WHAT IS NEEDED: The lines from the start of the records through the one containing "tiles per side." are to be transcribed exactly, and nothing else.

(Stored data)
use yew::prelude::*;

use crate::model::Side;

#[derive(Properties, PartialEq, Clone)]
pub struct TileRingProps {
    /// Rendered tiles per side, indexed by `Side::index`.
    pub tiles: [Vec<String>; 4],
}

// Grid cell (row, column), 1-based, of tile `i` on `side` for a box with `n` tiles per side.
fn cell(side: Side, i: usize, n: usize) -> (usize, usize) {
    let last = n + 2;
    match side {
        Side::Top => (1, i + 2),
        Side::Right => (i + 2, last),
        Side::Bottom => (last, i + 2),
        Side::Left => (i + 2, 1),
    }
}

#[function_component(TileRing)]
pub fn tile_ring(props: &TileRingProps) -> Html {
    let n = props.tiles.iter().map(Vec::len).max().unwrap_or(0);
    let tile_style = "width:48px; height:48px; border-radius:50%; background:#161b22; border:2px solid #58a6ff; display:flex; align-items:center; justify-content:center;";
    let letter_style = "font-size:22px; font-weight:700; color:#e6edf3;";
    let sides = Side::ALL.iter().map(|&side| {
        let tiles = props.tiles[side.index()].iter().enumerate().map(|(i, letter)| {
            let (row, col) = cell(side, i, n);
            html! {
                <div class="tile" style={format!("{} grid-row:{}; grid-column:{};", tile_style, row, col)}>
                    <span class="letter" style={letter_style}>{ letter.clone() }</span>
                </div>
            }
        });
        html! { <div class={format!("{}-side", side.name())} style="display:contents;">{ for tiles }</div> }
    });
    html! {
        <div id="puzzle-area" style={format!("display:grid; grid-template-columns:repeat({0}, 56px); grid-template-rows:repeat({0}, 56px); justify-content:center; margin:24px auto; position:relative;", n + 2)}>
            <div style={format!("grid-row:2 / {0}; grid-column:2 / {0}; border:3px solid #e6edf3;", n + 2)}></div>
            { for sides }
        </div>
    }
}
pub mod app;
pub mod controls_panel;
pub mod date_stamp;
pub mod side_input;
pub mod solution_area;
pub mod tile_ring;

SOLUTION:
use yew::prelude::*;

use crate::model::Side;

#[derive(Properties, PartialEq, Clone)]
pub struct TileRingProps {
    /// Rendered tiles per side, indexed by `Side::index`.
    pub tiles: [Vec<String>; 4],
}

// Grid cell (row, column), 1-based, of tile `i` on `side` for a box with `n` tiles per side.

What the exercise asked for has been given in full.